For this exercise, repeat the listing below from its first line through the line containing "pub enum TargetKind", exactly as written.

____

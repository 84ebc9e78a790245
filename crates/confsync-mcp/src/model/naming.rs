//! Target identifiers and the managed-entry naming convention.

use std::fmt;
use std::str::FromStr;

use serde::{Deserialize, Serialize};

/// Marker prefixed to the display name of every entry this engine writes.
///
/// Synthesizer and adapters both read this constant; an entry is managed
/// exactly when its persisted name/identifier carries it.
pub const MANAGED_MARKER: &str = "AG-";

/// Supported target tools.
#[derive(Debug, Clone, Copy, PartialEq, Eq, Hash, Serialize, Deserialize)]
#[serde(rename_all = "lowercase")]
pub enum TargetKind {
    Droid,
    OpenCode,
}

impl TargetKind {
    pub const ALL: [TargetKind; 2] = [TargetKind::Droid, TargetKind::OpenCode];

    pub fn as_str(self) -> &'static str {
        match self {
            TargetKind::Droid => "droid",
            TargetKind::OpenCode => "opencode",
        }
    }
}

impl fmt::Display for TargetKind {
    fn fmt(&self, f: &mut fmt::Formatter<'_>) -> fmt::Result {
        f.write_str(self.as_str())
    }
}

impl FromStr for TargetKind {
    type Err = String;

    fn from_str(s: &str) -> Result<Self, Self::Err> {
        match s.trim().to_ascii_lowercase().as_str() {
            "droid" | "factory" => Ok(TargetKind::Droid),
            "opencode" | "open-code" => Ok(TargetKind::OpenCode),
            other => Err(format!("unknown target '{other}'")),
        }
    }
}

/// Whether a display name carries the managed marker.
pub fn has_managed_marker(name: &str) -> bool {
    name.starts_with(MANAGED_MARKER)
}

/// Display name written for a catalog model: `AG-<name>`.
pub fn managed_display_name(name: &str) -> String {
    format!("{MANAGED_MARKER}{name}")
}

/// Derive the persisted identifier of a managed entry from its display name
/// and final position: whitespace becomes `-`, then `-<index>` is appended.
pub fn managed_identifier(display_name: &str, index: usize) -> String {
    let slug: String = display_name
        .chars()
        .map(|c| if c.is_whitespace() { '-' } else { c })
        .collect();
    format!("{slug}-{index}")
}

#[cfg(test)]
mod tests {
    use super::*;

    #[test]
    fn identifier_replaces_whitespace_and_appends_index() {
        assert_eq!(
            managed_identifier("AG-Claude Sonnet 4.5", 3),
            "AG-Claude-Sonnet-4.5-3"
        );
        assert_eq!(managed_identifier("AG-x\ty", 0), "AG-x-y-0");
    }

    #[test]
    fn display_name_carries_marker() {
        let name = managed_display_name("Gemini 3 Pro");
        assert!(has_managed_marker(&name));
        assert!(!has_managed_marker("Gemini 3 Pro"));
    }

    #[test]
    fn target_kind_parses_aliases() {
        assert_eq!("Droid".parse::<TargetKind>(), Ok(TargetKind::Droid));
        assert_eq!("opencode".parse::<TargetKind>(), Ok(TargetKind::OpenCode));
        assert!("vscode".parse::<TargetKind>().is_err());
    }
}
impl SyncEngine {
    pub fn new(droid: Target, opencode: Target, catalog: Arc<dyn ModelCatalog>) -> Self {
        Self {
            droid,
            opencode,
            catalog,
        }
    }

    pub fn target(&self, kind: TargetKind) -> &Target {
        match kind {
            TargetKind::Droid => &self.droid,
            TargetKind::OpenCode => &self.opencode,
        }
    }

    pub fn catalog(&self) -> &dyn ModelCatalog {
        self.catalog.as_ref()
    }

    pub fn get_status(&self, kind: TargetKind) -> Result<TargetStatus> {
        let target = self.target(kind);
        let adapter = target.adapter();
        let executable = find_executable(target.executable_name(), target.search_dirs());
        let version = executable.as_deref().and_then(probe_version);
        let path = target.primary_file();
        let parsed = adapter.parse(read_optional(&path)?.as_deref());
        let synced_count = parsed.managed_count();
        let current_base_url = parsed
            .entries
            .iter()
            .filter(|e| e.managed)
            .find_map(|e| adapter.base_url(e));
        let status = TargetStatus {
            target: kind,
            installed: target.is_installed() || executable.is_some(),
            version,
            is_synced: synced_count > 0,
            has_backup: target.backup().state() == BackupState::BackedUp,
            current_base_url,
            files: target.files(),
            synced_count,
            config_path: path,
            warning: parsed.warning,
        };
        tracing::debug!(
            target_kind = %kind,
            installed = status.installed,
            synced = status.synced_count,
            "status"
        );
        Ok(status)
    }

    /// Merged entry list for `selected_ids` without writing anything.
    pub fn preview_merge(&self, kind: TargetKind, selected_ids: &[String]) -> Result<Preview> {
        let mut session = SyncSession::open(self.target(kind), self.catalog())?;
        session.select(selected_ids.iter().cloned());
        let warning = session.warning().cloned();
        Ok(Preview {
            entries: session.into_entries(),
            warning,
        })
    }

    pub fn execute_sync(&self, kind: TargetKind, request: SyncRequest) -> Result<SyncReport> {
        let target = self.target(kind);
        if !target.is_installed() {
            return Err(SyncError::NotInstalled(kind));
        }
        let mut session = SyncSession::open(target, self.catalog())?;
        match request {
            SyncRequest::Selected(ids) => {
                if ids.is_empty() {
                    return Err(SyncError::NoSelection);
                }
                session.select(ids);
            }
            SyncRequest::Entries(inputs) => session.replace_entries(inputs)?,
        }
        let warning = session.warning().cloned();
        let report = session.commit()?;
        Ok(SyncReport {
            target: kind,
            managed_count: report.managed_count,
            backup_created: report.backup_created,
            path: target.primary_file(),
            warning,
        })
    }

    pub fn execute_restore(&self, kind: TargetKind, mode: RestoreMode) -> Result<()> {
        let target = self.target(kind);
        if !target.is_installed() {
            return Err(SyncError::NotInstalled(kind));
        }
        let backup = target.backup();
        match mode {
            RestoreMode::Backup => backup.restore_from_backup(),
            RestoreMode::Default => backup.restore_to_default(&target.adapter().default_content()),
        }
    }

    /// Raw text of one file of the target's family; the default skeleton
    /// when the file does not exist.
    pub fn get_config_content(&self, kind: TargetKind, file_name: Option<&str>) -> Result<String> {
        let target = self.target(kind);
        let path = target.resolve_file(file_name)?;
        Ok(read_optional(&path)?.unwrap_or_else(|| target.adapter().default_content()))
    }

    /// Move one entry of a client-held list.
    pub fn reorder_entries(
        &self,
        kind: TargetKind,
        entries: Vec<EntryInput>,
        from: usize,
        to: usize,
    ) -> Result<Vec<ConfigEntry>> {
        let adapter = self.target(kind).adapter();
        let mut entries = classify_inputs(adapter, entries)?;
        merge::restamp(adapter, &mut entries);
        merge::reorder(adapter, entries, from, to)
    }

    /// Drop one entry of a client-held list by its session uid.
    pub fn remove_entry(
        &self,
        kind: TargetKind,
        entries: Vec<EntryInput>,
        uid: Uuid,
    ) -> Result<Vec<ConfigEntry>> {
        let adapter = self.target(kind).adapter();
        let entries = classify_inputs(adapter, entries)?;
        merge::remove(adapter, entries, uid)
    }
}

#[cfg(test)]
mod tests {
    use super::*;
    use crate::catalog::FileCatalog;
    use crate::model::CanonicalModel;
    use serde_json::{Value as JsonValue, json};

    struct Fixture {
        _home: tempfile::TempDir,
        engine: SyncEngine,
    }

    fn fixture(install: &[TargetKind]) -> Fixture {
        let home = tempfile::tempdir().unwrap();
        let droid = Target::new(TargetKind::Droid, home.path().join(".factory"));
        let opencode = Target::new(TargetKind::OpenCode, home.path().join("opencode"));
        for kind in install {
            let dir = match kind {
                TargetKind::Droid => droid.config_dir(),
                TargetKind::OpenCode => opencode.config_dir(),
            };
            std::fs::create_dir_all(dir).unwrap();
        }
        let mk = |id: &str, name: &str| CanonicalModel {
            id: id.into(),
            name: name.into(),
            group: String::new(),
        };
        let catalog = FileCatalog {
            proxy_url: "http://127.0.0.1:8045/v1".into(),
            api_key: "sk-test".into(),
            models: vec![
                mk("claude-opus-4-5-thinking", "Claude Opus 4.5 Thinking"),
                mk("gemini-3-pro-high", "Gemini 3 Pro High"),
                mk("gpt-x", "GPT X"),
            ],
        };
        Fixture {
            _home: home,
            engine: SyncEngine::new(droid, opencode, Arc::new(catalog)),
        }
    }

    fn ids(v: &[&str]) -> Vec<String> {
        v.iter().map(|s| s.to_string()).collect()
    }

    fn read_json(engine: &SyncEngine, kind: TargetKind) -> JsonValue {
        let raw = std::fs::read_to_string(engine.target(kind).primary_file()).unwrap();
        serde_json::from_str(&raw).unwrap()
    }

    #[test]
    fn sync_keeps_custom_entry_first() {
        let f = fixture(&[TargetKind::Droid]);
        let path = f.engine.target(TargetKind::Droid).primary_file();
        std::fs::write(&path, r#"{"customModels":[{"model":"mine","displayName":"my-custom"}]}"#)
            .unwrap();
        let report = f
            .engine
            .execute_sync(TargetKind::Droid, SyncRequest::Selected(ids(&["gpt-x"])))
            .unwrap();
        assert_eq!(report.managed_count, 1);
        assert!(report.backup_created);
        let doc = read_json(&f.engine, TargetKind::Droid);
        assert_eq!(
            doc["customModels"][0],
            json!({"model":"mine","displayName":"my-custom"})
        );
        assert_eq!(doc["customModels"][1]["model"], "gpt-x");
        assert_eq!(doc["customModels"][1]["index"], 1);
    }

    #[test]
    fn resync_drops_deselected_model() {
        let f = fixture(&[TargetKind::OpenCode]);
        let kind = TargetKind::OpenCode;
        f.engine
            .execute_sync(kind, SyncRequest::Selected(ids(&["gpt-x", "gemini-3-pro-high"])))
            .unwrap();
        let second = f
            .engine
            .execute_sync(kind, SyncRequest::Selected(ids(&["gpt-x"])))
            .unwrap();
        assert!(!second.backup_created);
        let status = f.engine.get_status(kind).unwrap();
        assert_eq!(status.synced_count, 1);
        assert!(status.is_synced);
        assert!(status.has_backup);
        assert_eq!(
            status.current_base_url.as_deref(),
            Some("http://127.0.0.1:8045/v1")
        );
        let doc = read_json(&f.engine, kind);
        assert_eq!(doc["$schema"], "https://opencode.ai/config.json");
        let providers = doc["provider"].as_object().unwrap();
        assert_eq!(providers.len(), 1);
        assert!(providers.values().all(|p| p["models"].get("gpt-x").is_some()));
    }

    #[test]
    fn sync_is_idempotent_on_disk() {
        let f = fixture(&[TargetKind::Droid]);
        let sel = || SyncRequest::Selected(ids(&["claude-opus-4-5-thinking", "gpt-x"]));
        f.engine.execute_sync(TargetKind::Droid, sel()).unwrap();
        let first = f.engine.get_config_content(TargetKind::Droid, None).unwrap();
        f.engine.execute_sync(TargetKind::Droid, sel()).unwrap();
        let second = f.engine.get_config_content(TargetKind::Droid, None).unwrap();
        assert_eq!(first, second);
    }

    #[test]
    fn preview_has_no_side_effects() {
        let f = fixture(&[TargetKind::Droid]);
        let preview = f
            .engine
            .preview_merge(TargetKind::Droid, &ids(&["gemini-3-pro-high"]))
            .unwrap();
        assert_eq!(preview.entries.len(), 1);
        assert!(preview.entries[0].managed);
        let target = f.engine.target(TargetKind::Droid);
        assert!(!target.primary_file().exists());
        assert!(!target.backup().backup_path().exists());
    }

    #[test]
    fn not_installed_is_reported_without_writing() {
        let f = fixture(&[]);
        let err = f
            .engine
            .execute_sync(TargetKind::Droid, SyncRequest::Selected(ids(&["gpt-x"])))
            .unwrap_err();
        assert!(matches!(err, SyncError::NotInstalled(TargetKind::Droid)));
        assert!(matches!(
            f.engine.execute_restore(TargetKind::OpenCode, RestoreMode::Default),
            Err(SyncError::NotInstalled(TargetKind::OpenCode))
        ));
    }

    #[test]
    fn empty_selection_is_rejected() {
        let f = fixture(&[TargetKind::Droid]);
        let err = f
            .engine
            .execute_sync(TargetKind::Droid, SyncRequest::Selected(Vec::new()))
            .unwrap_err();
        assert!(matches!(err, SyncError::NoSelection));
        assert!(!f.engine.target(TargetKind::Droid).primary_file().exists());
    }

    #[test]
    fn restore_without_backup_fails_but_default_succeeds() {
        let f = fixture(&[TargetKind::OpenCode]);
        assert!(matches!(
            f.engine.execute_restore(TargetKind::OpenCode, RestoreMode::Backup),
            Err(SyncError::NoBackup(TargetKind::OpenCode))
        ));
        f.engine
            .execute_restore(TargetKind::OpenCode, RestoreMode::Default)
            .unwrap();
        assert_eq!(
            read_json(&f.engine, TargetKind::OpenCode),
            json!({"$schema": "https://opencode.ai/config.json"})
        );
    }

    #[test]
    fn restore_from_backup_brings_back_original() {
        let f = fixture(&[TargetKind::Droid]);
        let path = f.engine.target(TargetKind::Droid).primary_file();
        std::fs::write(&path, "{\"theme\":\"light\"}").unwrap();
        f.engine
            .execute_sync(TargetKind::Droid, SyncRequest::Selected(ids(&["gpt-x"])))
            .unwrap();
        f.engine
            .execute_restore(TargetKind::Droid, RestoreMode::Backup)
            .unwrap();
        assert_eq!(std::fs::read_to_string(&path).unwrap(), "{\"theme\":\"light\"}");
    }

    #[test]
    fn config_content_defaults_and_rejects_foreign_names() {
        let f = fixture(&[TargetKind::OpenCode]);
        let content = f.engine.get_config_content(TargetKind::OpenCode, None).unwrap();
        assert!(content.contains("$schema"));
        assert!(matches!(
            f.engine.get_config_content(TargetKind::OpenCode, Some("settings.json")),
            Err(SyncError::UnknownFile { .. })
        ));
    }

    #[test]
    fn explicit_entries_are_written_in_client_order() {
        let f = fixture(&[TargetKind::Droid]);
        let kind = TargetKind::Droid;
        let preview = f.engine.preview_merge(kind, &ids(&["gpt-x"])).unwrap();
        let mut inputs: Vec<EntryInput> = preview.entries.iter().map(EntryInput::from).collect();
        inputs.push(EntryInput {
            uid: None,
            key: None,
            fields: json!({"model": "local", "displayName": "Local"}),
        });
        let reordered = f.engine.reorder_entries(kind, inputs, 1, 0).unwrap();
        assert!(!reordered[0].managed);
        let inputs = reordered.iter().map(EntryInput::from).collect();
        let report = f
            .engine
            .execute_sync(kind, SyncRequest::Entries(inputs))
            .unwrap();
        assert_eq!(report.managed_count, 1);
        let doc = read_json(&f.engine, kind);
        assert_eq!(doc["customModels"][0]["model"], "local");
        assert_eq!(doc["customModels"][1]["id"], "custom:AG-GPT-X-1");
    }

    #[test]
    fn remove_entry_by_uid() {
        let f = fixture(&[]);
        let kind = TargetKind::OpenCode;
        let preview = f
            .engine
            .preview_merge(kind, &ids(&["gpt-x", "gemini-3-pro-high"]))
            .unwrap();
        let uid = preview.entries[0].uid;
        let inputs = preview.entries.iter().map(EntryInput::from).collect();
        let left = f.engine.remove_entry(kind, inputs, uid).unwrap();
        assert_eq!(left.len(), 1);
        assert_eq!(left[0].index, 0);
        assert_eq!(left[0].key.as_deref(), Some("AG-GPT-X-0"));
        assert!(matches!(
            f.engine.remove_entry(kind, Vec::new(), uid),
            Err(SyncError::UnknownEntry(_))
        ));
    }
}
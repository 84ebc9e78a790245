//! Synchronizes a canonical AI-model catalog into the configuration files of
//! third-party coding assistants without disturbing entries the user owns.

pub mod adapter;
pub mod backup;
pub mod catalog;
pub mod config;
pub mod engine;
pub mod error;
pub mod handler;
pub mod merge;
pub mod model;
pub mod persist;
pub mod probe;
pub mod service;
pub mod session;
pub mod synth;
pub mod target;

pub use error::{Result, SyncError};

____

*YOUR RESPONSE:*
repository 84ebc9e78a790245
filename crates/confsync-mcp/src/model/naming.rs
//! Target identifiers and the managed-entry naming convention.

use std::fmt;
use std::str::FromStr;

use serde::{Deserialize, Serialize};

/// Marker prefixed to the display name of every entry this engine writes.
///
/// Synthesizer and adapters both read this constant; an entry is managed
/// exactly when its persisted name/identifier carries it.
pub const MANAGED_MARKER: &str = "AG-";

/// Supported target tools.
#[derive(Debug, Clone, Copy, PartialEq, Eq, Hash, Serialize, Deserialize)]
#[serde(rename_all = "lowercase")]
pub enum TargetKind {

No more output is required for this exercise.